E é nas matas que atua Nilton Broseghini, seja em sua Santa Teresa ou nos municípios vizinhos. Tudo começou em 1986, quando plantou algumas mudas em frente à sua casa. “Produzia umas mudas aqui, plantei ali, chamei um, chamei outro, fomos plantando nas beiras de estradas, nas beiras de rios …  A gente foi crescendo e tendo conhecimento da causa. Foi com estudo não, foi com tempo e com esforço”, narra.

Passados trinta anos, Nilton já conta mais de 500 mil mudas plantadas por ele e seus incontáveis colaboradores. Muitas árvores já estão maduras, enormes “precisando de três homens pra abraçar”, orgulha-se.

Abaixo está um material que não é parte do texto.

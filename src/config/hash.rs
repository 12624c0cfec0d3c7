//! Manifest hashing for change detection.
//!
//! This module provides deterministic hashing of manifest structures, used
//! to label plans and detect configuration changes between runs.

use sha2::{Digest, Sha256};

use super::spec::{Manifest, ResourceSpec};

/// Hasher for computing manifest hashes.
#[derive(Debug, Default)]
pub struct ManifestHasher;

impl ManifestHasher {
    /// Creates a new manifest hasher.
    #[must_use]
    pub const fn new() -> Self {
        Self
    }

    /// Computes a hash of the entire manifest.
    ///
    /// This hash changes when any part of the manifest changes.
    #[must_use]
    pub fn hash_manifest(&self, manifest: &Manifest) -> String {
        let mut hasher = Sha256::new();

        hasher.update(manifest.project.name.as_bytes());
        hasher.update(manifest.project.environment.as_bytes());
        hasher.update(manifest.provider.endpoint.as_bytes());

        for resource in &manifest.resources {
            hasher.update(self.hash_resource(resource).as_bytes());
        }

        hex::encode(hasher.finalize())
    }

    /// Computes a hash for a single resource spec.
    #[must_use]
    pub fn hash_resource(&self, resource: &ResourceSpec) -> String {
        let mut hasher = Sha256::new();

        hasher.update(resource.id.as_bytes());
        hasher.update(resource.kind.as_bytes());

        for dep in &resource.depends_on {
            hasher.update(dep.as_bytes());
        }

        // Properties are a BTreeMap, so serialization order is canonical
        if let Ok(json) = serde_json::to_string(&resource.properties) {
            hasher.update(json.as_bytes());
        }

        hex::encode(hasher.finalize())
    }

    /// Computes a short hash (first 8 characters) for display purposes.
    #[must_use]
    pub fn short_hash(&self, hash: &str) -> String {
        hash.chars().take(8).collect()
    }
}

Na época em que esteve à frente da ONG Bombeiros Voluntários de Santa Teresa, o viveiro produzia de 20 a 25 mil mudas por ano e os plantios eram feitos principalmente em parceria com os juizados criminais especiais, em que plantar árvores eram as “penas” determinadas pela Justiça local.

Desde 2012, a produção é na sua casa, em frente à Prefeitura, a partir de mudas também coletadas por ele mesmo, e nas oficinas em escolas da região e de Vitória. “O que eu faço mais hoje é as oficinas nas escolas”, conta. As próprias escolas, após três a quatro meses da primeira oficina, o convocam novamente para fazer os plantios, geralmente feitos em propriedades particulares de Santa Teresa, priorizando a recuperação de nascentes.

Se é trabalhoso? “Dá, dá trabalho sim”, admite. O preparo de uma oficina dura em média uma semana. “Não é fácil não”. Em sua geladeira, são de 50 a 80 mil sementes, de 30 espécies. Muitas coletadas de árvores matrizes plantadas por ele mesmo. A comunidade também doa, joga no seu quintal.

Volta ao paraíso

Igrejas, entidades filantrópicas e órgãos públicos diversos são outros parceiros frequentes de Nilton, que faz tudo de forma voluntária. A procura tem aumentado cada vez mais e até em Vitória ele já foi solicitado para ministrar oficinas. Foi homenageado duas vezes na Assembleia Legislativa, foi capa de revista e personagem de várias matérias em mídia estadual e nacional. “Faço por boa vontade. É um vício. Minha vida foi sempre assim”, revela.

Perguntado sobre o Programa Reflorestar, o porquê de tanta morosidade em resultados, contrastando com o excesso de propaganda governamental, Nilton também não encontra explicação plausível e convoca: “O Reflorestar tem que se apresentar e colocar a mão na massa. Estamos num período tão bom de plantar, a perda é tão pouca, que eles poderiam estar plantando, estar reflorestando …”

Dona Odites também não desiste do seu sonho. Sabedora do poder curativo e preventivo de uma alimentação baseada em frutas – ela mesmo sendo a prova viva, com sua surpreendente lucidez e vitalidade, aos 85 anos –, sentencia: “O dia em que transformarmos todas essas terras em pomar, o homem voltará ao paraíso e, aí, teremos vergonha de ficarmos doentes, porque a palavra doença será sinônimo de ignorância”, profetiza.